Friday, August 10, 2018
ESA Exhibit Hall, New Orleans Ernest N. Morial Convention Center
Kaylee Arnold1, Troy Kieran2, Christina Pilar Varian3, Azael Saldana4, Jose Calzada4, Franklin Samudio4, Travis C. Glenn2 and Nicole L. Gottdenker3, (1)Odum School of Ecology, University of Georgia, Athens, GA, (2)Environmental Health Sciences, University of Georgia, Athens, GA, (3)College of Veterinary Medicine: Pathology, University of Georgia, Athens, GA, (4)Parasitology, Gorgas Memorial Institute for Health Studies, Panama City, Panama
Background/Question/Methods The diversity of an individual’s gut microbiota can influence the survival and proliferation of pathogens, and previous studies have found that many environmental factors such as seasonality, habitat, locality, and diet can significantly shape the gut microbiota of insects. Using Chagas disease as a study system, we can investigate the gut microbiomes of its vector species to explore potential relationships between gut microbial community composition, anthropogenic environmental change, and risk of disease transmission. Chagas disease is caused by the protozoan parasite
Trypanosoma cruzi and spread via blood-feeding triatomine vectors. Studies have shown that deforestation is associated with increases in triatomine abundance and infection with
T. cruzi in the tropics. However, potential impacts of different land use types on triatomine gut microbial communities, survivorship, or parasite transmission is unknown. Triatomine vectors were collected throughout central Panama between 2015 and 2018 (n=98) from habitats of varying degrees of deforestation and microclimates.

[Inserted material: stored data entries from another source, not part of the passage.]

use crate::combat::{DoubleStrike, Hit};
use crate::state::{TurnPhase, UnitId};

/// What a resolved action did to the board.
#[derive(Clone, Debug, PartialEq, Eq)]
#[cfg_attr(feature = "serde", derive(serde::Serialize, serde::Deserialize))]
pub enum ActionEffect {
    /// Single basic attack.
    Attack(Hit),

    /// Red special. A single boss hit when the enemy roster was cleared.
    RageBurst(Vec<Hit>),

    /// Blue special. Lists the *other* allies shielded; the caster always
    /// shields itself.
    EmpathyShield { shielded: Vec<UnitId> },

    /// Yellow special.
    LightningDash(DoubleStrike),

    /// Boss special.
    DarkWave(Vec<Hit>),
}

impl ActionEffect {
    /// Every hit in resolution order.
    pub fn hits(&self) -> Vec<Hit> {
        match self {
            ActionEffect::Attack(hit) => vec![*hit],
            ActionEffect::RageBurst(hits) | ActionEffect::DarkWave(hits) => hits.clone(),
            ActionEffect::EmpathyShield { .. } => Vec::new(),
            ActionEffect::LightningDash(strike) => {
                core::iter::once(strike.first).chain(strike.second).collect()
            }
        }
    }

    pub fn is_special(&self) -> bool {
        !matches!(self, ActionEffect::Attack(_))
    }
}

/// Result of one resolved action, player or automated.
#[derive(Clone, Debug, PartialEq, Eq)]
#[cfg_attr(feature = "serde", derive(serde::Serialize, serde::Deserialize))]
pub struct ActionOutcome {
    /// Action nonce the action resolved under.
    pub nonce: u64,
    /// Turn number the action resolved in.
    pub turn: u32,
    pub phase: TurnPhase,
    pub actor: UnitId,
    pub effect: ActionEffect,
    /// The boss moved to its second phase during this action.
    pub boss_enraged: bool,
}

impl ActionOutcome {
    /// Units that died during this action.
    pub fn defeated(&self) -> Vec<UnitId> {
        self.effect
            .hits()
            .into_iter()
            .filter(|hit| hit.defeated)
            .map(|hit| hit.target)
            .collect()
    }
}
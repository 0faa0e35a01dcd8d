//! Rejection taxonomy for caller intents.
//!
//! The engine has no I/O, so nothing fails irrecoverably. Every error here is
//! a local rejection returned before any state is touched.

use crate::state::{TurnPhase, UnitId};

/// Severity level of an error, used for categorization and recovery strategies.
#[derive(Clone, Copy, Debug, PartialEq, Eq, Hash)]
#[cfg_attr(feature = "serde", derive(serde::Serialize, serde::Deserialize))]
pub enum ErrorSeverity {
    /// Retry may succeed later, e.g. once a cooldown expires.
    Recoverable,

    /// Invalid input that should not be retried unchanged.
    Validation,
}

impl ErrorSeverity {
    pub const fn as_str(&self) -> &'static str {
        match self {
            Self::Recoverable => "recoverable",
            Self::Validation => "validation",
        }
    }

    pub const fn is_recoverable(&self) -> bool {
        matches!(self, Self::Recoverable)
    }
}

/// Contextual information captured when a rejection is created.
#[derive(Clone, Debug, PartialEq, Eq)]
#[cfg_attr(feature = "serde", derive(serde::Serialize, serde::Deserialize))]
pub struct ErrorContext {
    /// Unit that submitted the intent (if known).
    pub actor: Option<UnitId>,

    /// Action nonce at the time of the rejection.
    pub nonce: u64,

    /// Turn number at the time of the rejection.
    pub turn: u32,

    /// Optional static message providing additional context.
    #[cfg_attr(feature = "serde", serde(skip))]
    pub message: Option<&'static str>,
}

impl ErrorContext {
    #[must_use]
    pub const fn new(nonce: u64, turn: u32) -> Self {
        Self {
            actor: None,
            nonce,
            turn,
            message: None,
        }
    }

    #[must_use]
    pub const fn with_actor(mut self, actor: UnitId) -> Self {
        self.actor = Some(actor);
        self
    }

    #[must_use]
    pub const fn with_message(mut self, message: &'static str) -> Self {
        self.message = Some(message);
        self
    }
}

/// Common classification interface for battle-core errors.
pub trait GameError: core::fmt::Display + core::fmt::Debug {
    fn severity(&self) -> ErrorSeverity;

    fn context(&self) -> Option<&ErrorContext> {
        None
    }

    /// Stable identifier for this error variant.
    fn error_code(&self) -> &'static str {
        core::any::type_name::<Self>()
    }
}

/// Fieldless mirror of [`Rejection`] for matching and UI state.
#[derive(Clone, Copy, Debug, PartialEq, Eq, Hash, strum::Display, strum::AsRefStr)]
#[cfg_attr(feature = "serde", derive(serde::Serialize, serde::Deserialize))]
#[strum(serialize_all = "snake_case")]
pub enum RejectionKind {
    IllegalPhase,
    UnknownUnit,
    IllegalTarget,
    AbilityOnCooldown,
}

/// Reasons an intent is refused. A rejected call never mutates state.
#[derive(Clone, Debug, PartialEq, Eq, thiserror::Error)]
#[cfg_attr(feature = "serde", derive(serde::Serialize, serde::Deserialize))]
pub enum Rejection {
    /// Submitted outside the player turn, or after the match ended.
    #[error("action not allowed during {phase} phase (match over: {over})")]
    IllegalPhase {
        phase: TurnPhase,
        over: bool,
        context: ErrorContext,
    },

    /// No living player unit with this id (`None` when nothing is selected).
    #[error("unknown or defeated unit {unit:?}")]
    UnknownUnit {
        unit: Option<UnitId>,
        context: ErrorContext,
    },

    /// Target is dead, on the wrong side, missing, or the boss while the
    /// enemy roster still stands.
    #[error("illegal target {target:?} for unit {actor}")]
    IllegalTarget {
        actor: UnitId,
        target: Option<UnitId>,
        context: ErrorContext,
    },

    /// Special ability requested while its cooldown is still running.
    #[error("special ability of unit {unit} on cooldown for {remaining} more turns")]
    AbilityOnCooldown {
        unit: UnitId,
        remaining: u32,
        context: ErrorContext,
    },
}

impl Rejection {
    pub fn kind(&self) -> RejectionKind {
        match self {
            Self::IllegalPhase { .. } => RejectionKind::IllegalPhase,
            Self::UnknownUnit { .. } => RejectionKind::UnknownUnit,
            Self::IllegalTarget { .. } => RejectionKind::IllegalTarget,
            Self::AbilityOnCooldown { .. } => RejectionKind::AbilityOnCooldown,
        }
    }
}

impl GameError for Rejection {
    fn severity(&self) -> ErrorSeverity {
        match self {
            Self::IllegalPhase { .. } | Self::AbilityOnCooldown { .. } => {
                ErrorSeverity::Recoverable
            }
            Self::UnknownUnit { .. } | Self::IllegalTarget { .. } => ErrorSeverity::Validation,
        }
    }

    fn context(&self) -> Option<&ErrorContext> {
        match self {
            Self::IllegalPhase { context, .. }
            | Self::UnknownUnit { context, .. }
            | Self::IllegalTarget { context, .. }
            | Self::AbilityOnCooldown { context, .. } => Some(context),
        }
    }

    fn error_code(&self) -> &'static str {
        match self {
            Self::IllegalPhase { .. } => "REJECT_ILLEGAL_PHASE",
            Self::UnknownUnit { .. } => "REJECT_UNKNOWN_UNIT",
            Self::IllegalTarget { .. } => "REJECT_ILLEGAL_TARGET",
            Self::AbilityOnCooldown { .. } => "REJECT_ABILITY_ON_COOLDOWN",
        }
    }
}
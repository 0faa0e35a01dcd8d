//! Bounded battle narration.
//!
//! The log is a pure recorder for the presentation layer; nothing in the
//! engine reads it back.

use std::collections::VecDeque;
use std::fmt;

/// One narrated event, tagged with the turn number at the time of append.
#[derive(Clone, Debug, PartialEq, Eq)]
#[cfg_attr(feature = "serde", derive(serde::Serialize, serde::Deserialize))]
pub struct LogEntry {
    pub turn: u32,
    pub message: String,
}

impl fmt::Display for LogEntry {
    fn fmt(&self, f: &mut fmt::Formatter<'_>) -> fmt::Result {
        write!(f, "Turn {}: {}", self.turn, self.message)
    }
}

/// Append-only ring of the most recent entries.
#[derive(Clone, Debug, PartialEq, Eq)]
#[cfg_attr(feature = "serde", derive(serde::Serialize, serde::Deserialize))]
pub struct BattleLog {
    entries: VecDeque<LogEntry>,
    capacity: usize,
}

impl BattleLog {
    pub fn with_capacity(capacity: usize) -> Self {
        Self {
            entries: VecDeque::with_capacity(capacity),
            capacity,
        }
    }

    /// Appends an entry, evicting the oldest one on overflow.
    pub fn push(&mut self, turn: u32, message: impl Into<String>) {
        if self.capacity == 0 {
            return;
        }
        if self.entries.len() == self.capacity {
            self.entries.pop_front();
        }
        self.entries.push_back(LogEntry {
            turn,
            message: message.into(),
        });
    }

    pub fn capacity(&self) -> usize {
        self.capacity
    }

    pub fn len(&self) -> usize {
        self.entries.len()
    }

    pub fn is_empty(&self) -> bool {
        self.entries.is_empty()
    }

    /// Entries from oldest to newest.
    pub fn iter(&self) -> impl Iterator<Item = &LogEntry> {
        self.entries.iter()
    }

    /// The last `n` entries, oldest first.
    pub fn last(&self, n: usize) -> impl Iterator<Item = &LogEntry> {
        self.entries.iter().skip(self.entries.len().saturating_sub(n))
    }

    /// Display lines (`Turn N: message`) from oldest to newest.
    pub fn lines(&self) -> Vec<String> {
        self.entries.iter().map(ToString::to_string).collect()
    }
}

#[cfg(test)]
mod tests {
    use super::*;

    #[test]
    fn evicts_oldest_entry_on_overflow() {
        let mut log = BattleLog::with_capacity(10);
        for i in 0..12 {
            log.push(1, format!("event {i}"));
        }
        assert_eq!(log.len(), 10);
        assert_eq!(log.iter().next().map(|e| e.message.as_str()), Some("event 2"));
        assert_eq!(log.iter().last().map(|e| e.message.as_str()), Some("event 11"));
    }

    #[test]
    fn last_returns_newest_entries_in_order() {
        let mut log = BattleLog::with_capacity(10);
        log.push(1, "a");
        log.push(2, "b");
        log.push(3, "c");
        let tail: Vec<String> = log.last(2).map(ToString::to_string).collect();
        assert_eq!(tail, vec!["Turn 2: b", "Turn 3: c"]);
        assert_eq!(log.last(50).count(), 3);
    }
}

Illumina 16S rRNA sequencing was used to assess the bacterial diversity and community composition of the whole-body microbiota of sylvatic triatomines,
Rhodnius pallescens, the primary vector of Chagas disease in Panama.
Results/Conclusions
The main objective of this research was to investigate the bacterial diversity of the whole-body microbiota of sylvatic triatomines across a deforestation gradient of land use type. This data will serve as a preliminary baseline for later gut microbiota studies across similar land use types. Alpha diversity of the whole-body bacterial microbiota was significantly different across habitat type (p <0.001), region (p < 0.001), and age class (p = 0.002). Similarly, richness was significantly different across habitat type (p < 0.05) and region (p < 0.05). In conclusion, there are significant associations between land use type and whole-body bacterial diversity, and further analyses are necessary to explore the relationship between parasite infection and bacterial diversity of triatomines.